(DATASET CONTENT)

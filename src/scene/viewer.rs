/// Viewer adapter
///
/// Translates a compiled `SceneGraph` into the multi-scene configuration
/// consumed by the external panorama viewer, and defines the narrow
/// trait through which that viewer is driven.

use serde::Serialize;
use std::collections::BTreeMap;
use thiserror::Error;
use tracing::{info, warn};

use super::compiler::{SceneGraph, SceneLink, MAIN_SCENE};
use crate::config::ViewerSettings;
use crate::notice::Notice;

/// Heading every scene opens at
pub const DEFAULT_HEADING: f64 = 0.0;

/// Back links sit directly behind the default heading
pub const BACK_YAW_OFFSET: f64 = 180.0;

/// Back links sit slightly below the horizon
pub const BACK_PITCH: f64 = -10.0;

pub const BACK_CSS_CLASS: &str = "hotspot-back";

/// Top-level viewer configuration
#[derive(Serialize, Debug, Clone, PartialEq)]
pub struct ViewerConfig {
    pub default: ViewerDefaults,
    pub scenes: BTreeMap<String, SceneConfig>,
}

/// Options applied to every scene
#[derive(Serialize, Debug, Clone, PartialEq)]
#[serde(rename_all = "camelCase")]
pub struct ViewerDefaults {
    pub first_scene: String,
    pub auto_load: bool,
    pub auto_rotate: f64,
    pub compass: bool,
    pub show_zoom_ctrl: bool,
    pub show_fullscreen_ctrl: bool,
    /// Initial heading; the visitor's previous orientation is never restored
    pub yaw: f64,
}

#[derive(Serialize, Debug, Clone, PartialEq)]
#[serde(rename_all = "camelCase")]
pub struct SceneConfig {
    #[serde(rename = "type")]
    pub projection: &'static str,
    pub panorama: String,
    pub hot_spots: Vec<HotSpotConfig>,
    #[serde(skip_serializing_if = "Option::is_none")]
    pub yaw: Option<f64>,
}

#[derive(Serialize, Debug, Clone, PartialEq)]
#[serde(rename_all = "camelCase")]
pub struct HotSpotConfig {
    pub id: String,
    pub pitch: f64,
    pub yaw: f64,
    #[serde(rename = "type")]
    pub kind: &'static str,
    pub text: String,
    pub scene_id: String,
    pub css_class: String,
}

impl ViewerConfig {
    pub fn to_json(&self) -> Result<String, serde_json::Error> {
        serde_json::to_string(self)
    }
}

/// Build the viewer configuration for a compiled graph
pub fn to_viewer_config(graph: &SceneGraph, settings: &ViewerSettings) -> ViewerConfig {
    let scenes = graph
        .iter()
        .map(|scene| {
            let hot_spots = scene
                .links
                .iter()
                .map(|link| hot_spot(&scene.id, link, settings))
                .collect();

            let config = SceneConfig {
                projection: "equirectangular",
                panorama: scene.panorama.clone(),
                hot_spots,
                yaw: scene.is_main().then_some(DEFAULT_HEADING),
            };
            (scene.id.clone(), config)
        })
        .collect();

    ViewerConfig {
        default: ViewerDefaults {
            first_scene: MAIN_SCENE.to_string(),
            auto_load: settings.auto_load,
            auto_rotate: settings.auto_rotate,
            compass: settings.compass,
            show_zoom_ctrl: settings.show_zoom_ctrl,
            show_fullscreen_ctrl: settings.show_fullscreen_ctrl,
            yaw: DEFAULT_HEADING,
        },
        scenes,
    }
}

fn hot_spot(scene_id: &str, link: &SceneLink, settings: &ViewerSettings) -> HotSpotConfig {
    match link {
        SceneLink::Back { target } => HotSpotConfig {
            id: format!("back_{scene_id}"),
            pitch: BACK_PITCH,
            yaw: DEFAULT_HEADING + BACK_YAW_OFFSET,
            kind: "scene",
            text: settings.back_label.clone(),
            scene_id: target.clone(),
            css_class: BACK_CSS_CLASS.to_string(),
        },
        SceneLink::Child {
            hotspot_id,
            target,
            pitch,
            yaw,
            text,
            style,
        } => HotSpotConfig {
            id: hotspot_id.clone(),
            pitch: *pitch,
            yaw: *yaw,
            kind: "scene",
            text: text.clone(),
            scene_id: target.clone(),
            css_class: style.css_class().to_string(),
        },
    }
}

/// Failure reported by the external viewer
#[derive(Error, Debug)]
#[error("viewer failed: {0}")]
pub struct ViewerError(pub String);

/// Events emitted by the external viewer
#[derive(Debug, Clone, PartialEq, Eq)]
pub enum ViewerEvent {
    /// The visitor followed a link into another scene
    SceneChange(String),
    /// The first scene finished loading
    Load,
}

/// The external panorama viewer
pub trait PanoramaViewer {
    /// Tear down any previous tour and show this one
    fn load(&mut self, config: &ViewerConfig) -> Result<(), ViewerError>;
}

/// Hand a configuration to the viewer. A viewer failure never propagates;
/// it comes back as a notice for the user.
pub fn mount(viewer: &mut dyn PanoramaViewer, config: &ViewerConfig) -> Option<Notice> {
    match viewer.load(config) {
        Ok(()) => {
            info!(scenes = config.scenes.len(), "tour loaded into viewer");
            None
        }
        Err(e) => {
            warn!(error = %e, "viewer initialization failed");
            Some(Notice::danger("Could not load the panorama."))
        }
    }
}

(End DATASET CONTENT)

Transcribe all of the records above without altering anything.

## YOUR RESPONSE
filename src/scene/viewer.rs
/// Viewer adapter
///
/// Translates a compiled `SceneGraph` into the multi-scene configuration
/// consumed by the external panorama viewer, and defines the narrow
/// trait through which that viewer is driven.

use serde::Serialize;
use std::collections::BTreeMap;
use thiserror::Error;
use tracing::{info, warn};

use super::compiler::{SceneGraph, SceneLink, MAIN_SCENE};
use crate::config::ViewerSettings;
use crate::notice::Notice;

/// Heading every scene opens at
pub const DEFAULT_HEADING: f64 = 0.0;

/// Back links sit directly behind the default heading
pub const BACK_YAW_OFFSET: f64 = 180.0;

/// Back links sit slightly below the horizon
pub const BACK_PITCH: f64 = -10.0;

pub const BACK_CSS_CLASS: &str = "hotspot-back";

/// Top-level viewer configuration
#[derive(Serialize, Debug, Clone, PartialEq)]
pub struct ViewerConfig {
    pub default: ViewerDefaults,
    pub scenes: BTreeMap<String, SceneConfig>,
}

/// Options applied to every scene
#[derive(Serialize, Debug, Clone, PartialEq)]
#[serde(rename_all = "camelCase")]
pub struct ViewerDefaults {
    pub first_scene: String,
    pub auto_load: bool,
    pub auto_rotate: f64,
    pub compass: bool,
    pub show_zoom_ctrl: bool,
    pub show_fullscreen_ctrl: bool,
    /// Initial heading; the visitor's previous orientation is never restored
    pub yaw: f64,
}

#[derive(Serialize, Debug, Clone, PartialEq)]
#[serde(rename_all = "camelCase")]
pub struct SceneConfig {
    #[serde(rename = "type")]
    pub projection: &'static str,
    pub panorama: String,
    pub hot_spots: Vec<HotSpotConfig>,
    #[serde(skip_serializing_if = "Option::is_none")]
    pub yaw: Option<f64>,
}

#[derive(Serialize, Debug, Clone, PartialEq)]
#[serde(rename_all = "camelCase")]
pub struct HotSpotConfig {
    pub id: String,
    pub pitch: f64,
    pub yaw: f64,
    #[serde(rename = "type")]
    pub kind: &'static str,
    pub text: String,
    pub scene_id: String,
    pub css_class: String,
}

impl ViewerConfig {
    pub fn to_json(&self) -> Result<String, serde_json::Error> {
        serde_json::to_string(self)
    }
}

/// Build the viewer configuration for a compiled graph
pub fn to_viewer_config(graph: &SceneGraph, settings: &ViewerSettings) -> ViewerConfig {
    let scenes = graph
        .iter()
        .map(|scene| {
            let hot_spots = scene
                .links
                .iter()
                .map(|link| hot_spot(&scene.id, link, settings))
                .collect();

            let config = SceneConfig {
                projection: "equirectangular",
                panorama: scene.panorama.clone(),
                hot_spots,
                yaw: scene.is_main().then_some(DEFAULT_HEADING),
            };
            (scene.id.clone(), config)
        })
        .collect();

    ViewerConfig {
        default: ViewerDefaults {
            first_scene: MAIN_SCENE.to_string(),
            auto_load: settings.auto_load,
            auto_rotate: settings.auto_rotate,
            compass: settings.compass,
            show_zoom_ctrl: settings.show_zoom_ctrl,
            show_fullscreen_ctrl: settings.show_fullscreen_ctrl,
            yaw: DEFAULT_HEADING,
        },
        scenes,
    }
}

fn hot_spot(scene_id: &str, link: &SceneLink, settings: &ViewerSettings) -> HotSpotConfig {
    match link {
        SceneLink::Back { target } => HotSpotConfig {
            id: format!("back_{scene_id}"),
            pitch: BACK_PITCH,
            yaw: DEFAULT_HEADING + BACK_YAW_OFFSET,
            kind: "scene",
            text: settings.back_label.clone(),
            scene_id: target.clone(),
            css_class: BACK_CSS_CLASS.to_string(),
        },
        SceneLink::Child {
            hotspot_id,
            target,
            pitch,
            yaw,
            text,
            style,
        } => HotSpotConfig {
            id: hotspot_id.clone(),
            pitch: *pitch,
            yaw: *yaw,
            kind: "scene",
            text: text.clone(),
            scene_id: target.clone(),
            css_class: style.css_class().to_string(),
        },
    }
}

/// Failure reported by the external viewer
#[derive(Error, Debug)]
#[error("viewer failed: {0}")]
pub struct ViewerError(pub String);

/// Events emitted by the external viewer
#[derive(Debug, Clone, PartialEq, Eq)]
pub enum ViewerEvent {
    /// The visitor followed a link into another scene
    SceneChange(String),
    /// The first scene finished loading
    Load,
}

/// The external panorama viewer
pub trait PanoramaViewer {
    /// Tear down any previous tour and show this one
    fn load(&mut self, config: &ViewerConfig) -> Result<(), ViewerError>;
}

/// Hand a configuration to the viewer. A viewer failure never propagates;
/// it comes back as a notice for the user.
pub fn mount(viewer: &mut dyn PanoramaViewer, config: &ViewerConfig) -> Option<Notice> {
    match viewer.load(config) {
        Ok(()) => {
            info!(scenes = config.scenes.len(), "tour loaded into viewer");
            None
        }
        Err(e) => {
            warn!(error = %e, "viewer initialization failed");
            Some(Notice::danger("Could not load the panorama."))
        }
    }
}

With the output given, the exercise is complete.